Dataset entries

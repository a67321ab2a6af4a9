//! KML export of a circuit track (origin marker, full line string, one marker per segment).

use crate::svg::escape_xml;
use crate::{Error, Result};
use chrono::{DateTime, Utc};
use circuito_core::{CircuitTrack, GeoPoint, TrackSegment};
use std::fmt::Write as _;

#[derive(Debug, Clone, PartialEq)]
pub struct KmlOptions {
    /// Shown in the document description as the origin of the data.
    pub source_name: String,
    /// Generation timestamp for the description. `None` keeps the output reproducible.
    pub generated_at: Option<DateTime<Utc>>,
    /// Line color in KML `aabbggrr` notation.
    pub line_color: String,
    pub line_width: f64,
}

impl Default for KmlOptions {
    fn default() -> Self {
        Self {
            source_name: circuito_core::DEFAULT_INPUT_PATH.to_string(),
            generated_at: None,
            line_color: "ff0000ff".to_string(),
            line_width: 4.0,
        }
    }
}

// Numbers are written from the parsed values, so "420.50" in the source becomes "420.5".
fn coordinate(p: &GeoPoint) -> String {
    format!("{},{},{}", p.longitude, p.latitude, p.altitude)
}

fn segment_description(segment: &TrackSegment) -> String {
    let mut parts = Vec::new();
    if let Some(sector) = segment.sector.as_deref() {
        parts.push(format!("Sector: {sector}"));
    }
    if let Some(length) = segment.length {
        parts.push(format!("Distancia: {length} m"));
    }
    if parts.is_empty() {
        format!("Tramo {}", segment.index)
    } else {
        parts.join(" | ")
    }
}

fn write_point_placemark(out: &mut String, name: &str, description: &str, p: &GeoPoint) {
    let _ = write!(
        out,
        "    <Placemark>\n      <name>{}</name>\n      <description>{}</description>\n      <Point>\n        <coordinates>{}</coordinates>\n      </Point>\n    </Placemark>\n",
        escape_xml(name),
        escape_xml(description),
        coordinate(p)
    );
}

/// Renders `track` as a KML 2.2 document.
///
/// The origin marker falls back to the first coordinate when the track has no origin.
pub fn render_circuit_kml(track: &CircuitTrack, options: &KmlOptions) -> Result<String> {
    let coordinates = track.coordinates();
    let Some(origin) = track.origin.or_else(|| coordinates.first().copied()) else {
        return Err(Error::EmptyTrack);
    };

    let name = escape_xml(&track.name);
    let mut description = format!("Generado desde {}", options.source_name);
    if let Some(at) = options.generated_at {
        let _ = write!(description, " el {}", at.format("%Y-%m-%d %H:%M:%SZ"));
    }

    let mut out = String::new();
    out.push_str("<?xml version=\"1.0\" encoding=\"UTF-8\"?>\n");
    out.push_str("<kml xmlns=\"http://www.opengis.net/kml/2.2\">\n  <Document>\n");
    let _ = writeln!(out, "    <name>{name} - Planimetría</name>");
    let _ = writeln!(out, "    <description>{}</description>", escape_xml(&description));
    let _ = write!(
        out,
        "    <Style id=\"circuitLineStyle\">\n      <LineStyle>\n        <color>{}</color>\n        <width>{}</width>\n      </LineStyle>\n    </Style>\n",
        escape_xml(&options.line_color),
        options.line_width
    );

    write_point_placemark(&mut out, "Origen", "Origen definido en geografía", &origin);

    let _ = writeln!(
        out,
        "    <Placemark>\n      <name>{name} - Track</name>\n      <styleUrl>#circuitLineStyle</styleUrl>\n      <LineString>\n        <tessellate>1</tessellate>\n        <altitudeMode>absolute</altitudeMode>\n        <coordinates>"
    );
    for p in &coordinates {
        let _ = writeln!(out, "{}", coordinate(p));
    }
    out.push_str("        </coordinates>\n      </LineString>\n    </Placemark>\n");

    for segment in &track.segments {
        write_point_placemark(
            &mut out,
            &format!("Tramo {}", segment.index),
            &segment_description(segment),
            &segment.end,
        );
    }

    out.push_str("  </Document>\n</kml>\n");
    tracing::debug!(
        circuit = %track.name,
        coordinates = coordinates.len(),
        placemarks = track.segments.len() + 2,
        "rendered track export"
    );
    Ok(out)
}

What you should do
Every entry is to be repeated precisely as it stands.

Output for this exercise
repository a67321ab2a6af4a9
//! KML export of a circuit track (origin marker, full line string, one marker per segment).

use crate::svg::escape_xml;
use crate::{Error, Result};
use chrono::{DateTime, Utc};
use circuito_core::{CircuitTrack, GeoPoint, TrackSegment};
use std::fmt::Write as _;

#[derive(Debug, Clone, PartialEq)]
pub struct KmlOptions {
    /// Shown in the document description as the origin of the data.
    pub source_name: String,
    /// Generation timestamp for the description. `None` keeps the output reproducible.
    pub generated_at: Option<DateTime<Utc>>,
    /// Line color in KML `aabbggrr` notation.
    pub line_color: String,
    pub line_width: f64,
}

impl Default for KmlOptions {
    fn default() -> Self {
        Self {
            source_name: circuito_core::DEFAULT_INPUT_PATH.to_string(),
            generated_at: None,
            line_color: "ff0000ff".to_string(),
            line_width: 4.0,
        }
    }
}

// Numbers are written from the parsed values, so "420.50" in the source becomes "420.5".
fn coordinate(p: &GeoPoint) -> String {
    format!("{},{},{}", p.longitude, p.latitude, p.altitude)
}

fn segment_description(segment: &TrackSegment) -> String {
    let mut parts = Vec::new();
    if let Some(sector) = segment.sector.as_deref() {
        parts.push(format!("Sector: {sector}"));
    }
    if let Some(length) = segment.length {
        parts.push(format!("Distancia: {length} m"));
    }
    if parts.is_empty() {
        format!("Tramo {}", segment.index)
    } else {
        parts.join(" | ")
    }
}

fn write_point_placemark(out: &mut String, name: &str, description: &str, p: &GeoPoint) {
    let _ = write!(
        out,
        "    <Placemark>\n      <name>{}</name>\n      <description>{}</description>\n      <Point>\n        <coordinates>{}</coordinates>\n      </Point>\n    </Placemark>\n",
        escape_xml(name),
        escape_xml(description),
        coordinate(p)
    );
}

/// Renders `track` as a KML 2.2 document.
///
/// The origin marker falls back to the first coordinate when the track has no origin.
pub fn render_circuit_kml(track: &CircuitTrack, options: &KmlOptions) -> Result<String> {
    let coordinates = track.coordinates();
    let Some(origin) = track.origin.or_else(|| coordinates.first().copied()) else {
        return Err(Error::EmptyTrack);
    };

    let name = escape_xml(&track.name);
    let mut description = format!("Generado desde {}", options.source_name);
    if let Some(at) = options.generated_at {
        let _ = write!(description, " el {}", at.format("%Y-%m-%d %H:%M:%SZ"));
    }

    let mut out = String::new();
    out.push_str("<?xml version=\"1.0\" encoding=\"UTF-8\"?>\n");
    out.push_str("<kml xmlns=\"http://www.opengis.net/kml/2.2\">\n  <Document>\n");
    let _ = writeln!(out, "    <name>{name} - Planimetría</name>");
    let _ = writeln!(out, "    <description>{}</description>", escape_xml(&description));
    let _ = write!(
        out,
        "    <Style id=\"circuitLineStyle\">\n      <LineStyle>\n        <color>{}</color>\n        <width>{}</width>\n      </LineStyle>\n    </Style>\n",
        escape_xml(&options.line_color),
        options.line_width
    );

    write_point_placemark(&mut out, "Origen", "Origen definido en geografía", &origin);

    let _ = writeln!(
        out,
        "    <Placemark>\n      <name>{name} - Track</name>\n      <styleUrl>#circuitLineStyle</styleUrl>\n      <LineString>\n        <tessellate>1</tessellate>\n        <altitudeMode>absolute</altitudeMode>\n        <coordinates>"
    );
    for p in &coordinates {
        let _ = writeln!(out, "{}", coordinate(p));
    }
    out.push_str("        </coordinates>\n      </LineString>\n    </Placemark>\n");

    for segment in &track.segments {
        write_point_placemark(
            &mut out,
            &format!("Tramo {}", segment.index),
            &segment_description(segment),
            &segment.end,
        );
    }

    out.push_str("  </Document>\n</kml>\n");
    tracing::debug!(
        circuit = %track.name,
        coordinates = coordinates.len(),
        placemarks = track.segments.len() + 2,
        "rendered track export"
    );
    Ok(out)
}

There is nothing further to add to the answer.